Following the Hillsborough inquest verdict, I wrote an article for The Guardian on leadership culture in policing. At the most recent meeting of Chief Constables’ Council we built on that idea with a number of papers and guest speakers.
Matthew Syed joined us and gave a presentation based on his book, “Black Box Thinking”. In it he argued that learning - rather than fixed qualities like talent or genes - is the key to success for both organisations and individuals. Blame, on the other hand, stifles debate and diverts energy away from rational progress and improvement. He argued that, “Greatness is not about how much one knows at a particular point in time, it is about how much one is learning, especially when the world around us is changing.”
Sir Robert Francis QC shared his observations on his inquiry into Mid Staffordshire NHS Foundation Trust and what parallels there might be for policing. Dame Anne Owers, the Chair of the IPCC, also talked about the importance of learning and accountability in the police complaints system. We have agreed that we need to develop our thinking in this area and a small team have volunteered to work on this with me.
On a similar theme, Chiefs talked about the need to have a group of accredited colleagues who can provide peer support. The next Chief Constable of South Yorkshire welcomed the recent peer review of that force and will use it to inform his approach to his new command. It was clear that there are sometimes tensions between seeking honest appraisal in this way and the regulatory inspection regime. However, we were all clear that we have a responsibility to share expertise in order to protect the public and any tensions need to be managed.
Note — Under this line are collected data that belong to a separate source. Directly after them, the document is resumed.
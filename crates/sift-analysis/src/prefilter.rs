//! Cheap lexical pre-grouping of signals ahead of the LLM clustering call.

use std::collections::HashSet;
use std::path::Path;

use sift_core::model::Signal;

const STOP_WORDS: &[&str] = &[
    "a", "an", "and", "are", "as", "at", "be", "but", "by", "for", "from", "has", "have", "if",
    "in", "into", "is", "it", "its", "no", "not", "of", "on", "or", "so", "such", "that", "the",
    "their", "then", "there", "these", "they", "this", "to", "was", "will", "with",
];

/// Signals the pre-filter believes are about the same thing.
#[derive(Debug, Clone)]
pub struct SignalGroup<'a> {
    pub representative: &'a Signal,
    pub members: Vec<&'a Signal>,
    /// Positions of `members` in the input slice, ascending.
    pub member_indices: Vec<usize>,
}

/// Greedily partition `signals` into groups.
///
/// For each unassigned signal in input order a new group is opened, then every
/// later unassigned signal joins it when it comes from the same source and
/// either lives in the same (non-root) directory or has a title whose
/// similarity is at least `threshold`. Every index lands in exactly one group.
pub fn pre_filter(signals: &[Signal], threshold: f64) -> Vec<SignalGroup<'_>> {
    let tokens: Vec<HashSet<String>> = signals.iter().map(|s| tokenize(&s.title)).collect();
    let dirs: Vec<Option<&str>> = signals.iter().map(|s| parent_dir(&s.file_path)).collect();
    let mut assigned = vec![false; signals.len()];
    let mut groups = Vec::new();

    for i in 0..signals.len() {
        if assigned[i] {
            continue;
        }
        assigned[i] = true;
        let mut member_indices = vec![i];

        for j in (i + 1)..signals.len() {
            if assigned[j] || signals[i].source != signals[j].source {
                continue;
            }
            let same_dir = matches!((dirs[i], dirs[j]), (Some(a), Some(b)) if a == b);
            if same_dir || jaccard(&tokens[i], &tokens[j]) >= threshold {
                assigned[j] = true;
                member_indices.push(j);
            }
        }

        groups.push(SignalGroup {
            representative: &signals[i],
            members: member_indices.iter().map(|&k| &signals[k]).collect(),
            member_indices,
        });
    }

    tracing::debug!(
        "Pre-filter grouped {} signals into {} groups",
        signals.len(),
        groups.len()
    );
    groups
}

/// Jaccard index over normalized title tokens. 0.0 when either side is empty.
pub fn jaccard_similarity(a: &str, b: &str) -> f64 {
    jaccard(&tokenize(a), &tokenize(b))
}

fn jaccard(a: &HashSet<String>, b: &HashSet<String>) -> f64 {
    if a.is_empty() || b.is_empty() {
        return 0.0;
    }
    let inter = a.intersection(b).count();
    if inter == 0 {
        return 0.0;
    }
    let union = a.union(b).count();
    inter as f64 / union as f64
}

/// Lower-case, turn every non-alphanumeric character (punctuation of any
/// script, symbols) into a separator, split, then drop stop words
/// and tokens shorter than two characters.
fn tokenize(text: &str) -> HashSet<String> {
    let cleaned: String = text
        .to_lowercase()
        .chars()
        .map(|c| if c.is_alphanumeric() { c } else { ' ' })
        .collect();
    cleaned
        .split_whitespace()
        .filter(|t| t.chars().count() >= 2 && !STOP_WORDS.contains(t))
        .map(String::from)
        .collect()
}

/// Parent directory of `path`, or `None` for root-level and empty paths.
fn parent_dir(path: &str) -> Option<&str> {
    let parent = Path::new(path).parent()?.to_str()?;
    match parent {
        "" | "." | "/" => None,
        dir => Some(dir),
    }
}
pub mod bead;
pub mod cluster;
pub mod dependency;
pub mod priority;
pub mod signal;

pub use bead::{AnalysisBead, BeadType};
pub use cluster::{Cluster, ClusterResult};
pub use dependency::{BeadDependency, DependencyType};
pub use priority::PriorityOverride;
pub use signal::{push_unique, Signal};
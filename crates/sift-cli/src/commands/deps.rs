use std::path::PathBuf;

use anyhow::Result;
use clap::Args;

use sift_analysis::{apply_deps_to_signals, infer_dependencies};

use super::{load_signals, Context};
use crate::output::format::{format_dependencies, format_signals};
use crate::output::OutputFormat;

#[derive(Args)]
pub struct DepsArgs {
    /// JSON file containing an array of signals
    pub signals: PathBuf,

    /// Write "blocks" edges onto the signals and print the signals instead
    #[arg(long)]
    pub apply: bool,

    /// Prefix for stable bead IDs (overrides the config file)
    #[arg(long)]
    pub id_prefix: Option<String>,
}

pub async fn run(args: &DepsArgs, ctx: &Context, fmt: OutputFormat) -> Result<()> {
    let mut signals = load_signals(&args.signals)?;
    let prefix = args.id_prefix.as_deref().unwrap_or(&ctx.config.id_prefix);

    let deps = infer_dependencies(&signals, ctx.provider.as_ref(), &ctx.cancel, prefix).await;

    if args.apply {
        apply_deps_to_signals(&mut signals, &deps, prefix);
        print!("{}", format_signals(&signals, fmt));
    } else {
        print!("{}", format_dependencies(&deps, fmt));
    }
    Ok(())
}
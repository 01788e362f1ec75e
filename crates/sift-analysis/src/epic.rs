use sift_core::llm::{complete_cancellable, CompletionProvider, CompletionRequest};
use sift_core::model::{push_unique, AnalysisBead, BeadType, Cluster, Signal};
use tokio_util::sync::CancellationToken;

use crate::error::AnalysisError;
use crate::merge::{merge_cluster_to_beads, resolve_members};
use crate::parse::{parse_epic_response, EpicResponse};
use crate::text::{prompt_snippet, truncate_chars};

/// Clusters with more resolved members than this become an epic with child tasks.
pub const EPIC_THRESHOLD: usize = 5;

const MAX_TITLE_CHARS: usize = 80;
const MAX_TOKENS: u32 = 512;

const SYSTEM_PROMPT: &str = "You are a technical project manager writing backlog epics. \
Respond with JSON only, no prose.";

/// Turn a cluster into beads. Never fails.
///
/// Clusters with at most [`EPIC_THRESHOLD`] resolved members are merged by
/// [`merge_cluster_to_beads`] without calling the LLM. Larger ones produce an
/// epic bead (titled by the LLM, or by the cluster itself if that fails)
/// followed by one task bead per member, in member order.
pub async fn create_epic_hierarchy(
    cluster: &Cluster,
    signals: &[Signal],
    provider: &dyn CompletionProvider,
    cancel: &CancellationToken,
) -> Vec<AnalysisBead> {
    let members = resolve_members(cluster, signals);
    if members.len() <= EPIC_THRESHOLD {
        return merge_cluster_to_beads(cluster, signals);
    }

    let (title, description) = match request_epic(cluster, &members, provider, cancel).await {
        Ok(epic) => (
            truncate_chars(epic.title.trim(), MAX_TITLE_CHARS).to_string(),
            epic.description.trim().to_string(),
        ),
        Err(e) => {
            tracing::warn!("Epic summary for {} failed, using cluster name: {e}", cluster.id);
            (cluster.name.clone(), cluster.description.clone())
        }
    };

    let mut tags = cluster.tags.clone();
    push_unique(&mut tags, "epic");

    let mut beads = Vec::with_capacity(members.len() + 1);
    beads.push(AnalysisBead {
        id: cluster.id.clone(),
        title,
        description,
        bead_type: BeadType::Epic,
        confidence: cluster.confidence,
        tags,
        parent_id: String::new(),
        source_signals: members.iter().map(|s| (*s).clone()).collect(),
    });
    for (n, sig) in members.iter().enumerate() {
        beads.push(AnalysisBead {
            id: format!("{}.{}", cluster.id, n + 1),
            title: sig.title.clone(),
            description: sig.description.clone(),
            bead_type: BeadType::Task,
            confidence: sig.confidence,
            tags: sig.tags.clone(),
            parent_id: cluster.id.clone(),
            source_signals: vec![(*sig).clone()],
        });
    }
    beads
}

async fn request_epic(
    cluster: &Cluster,
    members: &[&Signal],
    provider: &dyn CompletionProvider,
    cancel: &CancellationToken,
) -> Result<EpicResponse, AnalysisError> {
    let request = CompletionRequest::new(build_epic_prompt(cluster, members))
        .with_system(SYSTEM_PROMPT)
        .with_max_tokens(MAX_TOKENS);
    let response = complete_cancellable(provider, cancel, request).await?;
    Ok(parse_epic_response(&response.content)?)
}

fn build_epic_prompt(cluster: &Cluster, members: &[&Signal]) -> String {
    let mut prompt = format!(
        "These {} related work items were grouped as \"{}\".\n",
        members.len(),
        cluster.name
    );
    if !cluster.description.trim().is_empty() {
        prompt.push_str(&format!("Group summary: {}\n", cluster.description.trim()));
    }
    prompt.push_str("\nItems:\n");
    for sig in members {
        let location = sig.location();
        if location.is_empty() {
            prompt.push_str(&format!("- {}", sig.title));
        } else {
            prompt.push_str(&format!("- {} ({location})", sig.title));
        }
        if !sig.description.trim().is_empty() {
            prompt.push_str(&format!(": {}", prompt_snippet(&sig.description, 200)));
        }
        prompt.push('\n');
    }
    prompt.push_str(&format!(
        "\nWrite an epic that covers all of them: a title of at most {MAX_TITLE_CHARS} \
         characters and a 2-3 sentence description of the overall goal.\n\
         Respond with a single JSON object: {{\"title\": \"...\", \"description\": \"...\"}}\n"
    ));
    prompt
}
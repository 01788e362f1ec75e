use sift_core::model::{push_unique, AnalysisBead, BeadType, Cluster, Signal};
use sift_core::resolve_signal_ref;

/// Resolve a cluster's `sig-N` references, skipping any that don't resolve.
pub(crate) fn resolve_members<'a>(cluster: &Cluster, signals: &'a [Signal]) -> Vec<&'a Signal> {
    cluster
        .signal_ids
        .iter()
        .filter_map(|id| match resolve_signal_ref(id, signals.len()) {
            Some(idx) => Some(&signals[idx]),
            None => {
                tracing::debug!("Cluster {} references unknown signal '{id}'", cluster.id);
                None
            }
        })
        .collect()
}

/// Fold a cluster into at most one task bead. No LLM involved.
///
/// A single member passes straight through with cluster and signal tags
/// combined. Several members become one consolidated bead that lists each
/// member in its description and carries only the cluster's tags.
pub fn merge_cluster_to_beads(cluster: &Cluster, signals: &[Signal]) -> Vec<AnalysisBead> {
    let members = resolve_members(cluster, signals);

    match members.as_slice() {
        [] => Vec::new(),
        [only] => {
            let mut tags = cluster.tags.clone();
            for tag in &only.tags {
                push_unique(&mut tags, tag);
            }
            vec![AnalysisBead {
                id: cluster.id.clone(),
                title: only.title.clone(),
                description: only.description.clone(),
                bead_type: BeadType::Task,
                confidence: only.confidence,
                tags,
                parent_id: String::new(),
                source_signals: vec![(*only).clone()],
            }]
        }
        many => {
            let confidence = many
                .iter()
                .map(|s| s.confidence)
                .fold(cluster.confidence, f64::max);
            vec![AnalysisBead {
                id: cluster.id.clone(),
                title: cluster.name.clone(),
                description: consolidated_description(&cluster.description, many),
                bead_type: BeadType::Task,
                confidence,
                tags: cluster.tags.clone(),
                parent_id: String::new(),
                source_signals: many.iter().map(|s| (*s).clone()).collect(),
            }]
        }
    }
}

fn consolidated_description(summary: &str, members: &[&Signal]) -> String {
    let mut out = String::from(summary);
    out.push_str("\n\n");
    let bullets: Vec<String> = members
        .iter()
        .map(|s| {
            let location = s.location();
            if location.is_empty() {
                format!("- {}", s.title)
            } else {
                format!("- {} ({location})", s.title)
            }
        })
        .collect();
    out.push_str(&bullets.join("\n"));
    out
}
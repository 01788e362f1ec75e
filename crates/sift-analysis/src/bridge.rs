use sift_core::model::{AnalysisBead, Signal};

/// Turn beads back into signals so priority and dependency inference can run
/// over the clustered backlog.
///
/// Each bead starts from a copy of its first source signal (keeping source,
/// location, author and timestamp) and takes the bead's title, description,
/// confidence and tags. Epics get kind `epic`. Beads without source signals
/// have nothing to anchor them and are skipped.
pub fn beads_to_signals(beads: &[AnalysisBead]) -> Vec<Signal> {
    beads
        .iter()
        .filter_map(|bead| {
            let Some(first) = bead.source_signals.first() else {
                tracing::debug!("Bead {} has no source signals, skipping", bead.id);
                return None;
            };
            let mut sig = first.clone();
            sig.title = bead.title.clone();
            sig.description = bead.description.clone();
            sig.confidence = bead.confidence;
            sig.tags = bead.tags.clone();
            if bead.is_epic() {
                sig.kind = "epic".to_string();
            }
            Some(sig)
        })
        .collect()
}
We also spent a lot of time discussing the most serious threats: terrorism, organised crime, cyber crime and child abuse. It is these areas where it is particularly important that we have a networked response and we support each other. But I want to touch on the people issues which were equally prominent. Chiefs agreed that, while in time we may want to reduce the number of ranks, the most important priority is to have flatter structures. Several forces are implementing a five level approach and this seemed to make sense to most present. In particular, the need to have a less hierarchical approach and the encouragement of individual contribution were themes from the Leadership Review which were supported.
Chiefs also discussed the importance of staff wellbeing, having signed up to the Workplace Wellbeing Charter for better physical and mental health last year. The CEO of the Police Dependents’ Trust, Gill Scott-Moore, gave us an overview of the role of the charity and explained that there was £3 million available for investing in wellbeing initiatives. This is very welcome and I reflected on its importance later that evening as we attended the Police Bravery Awards and were reminded of the psychological pressure officers are frequently subject to. The Police Dependents’ Trust support is very welcome.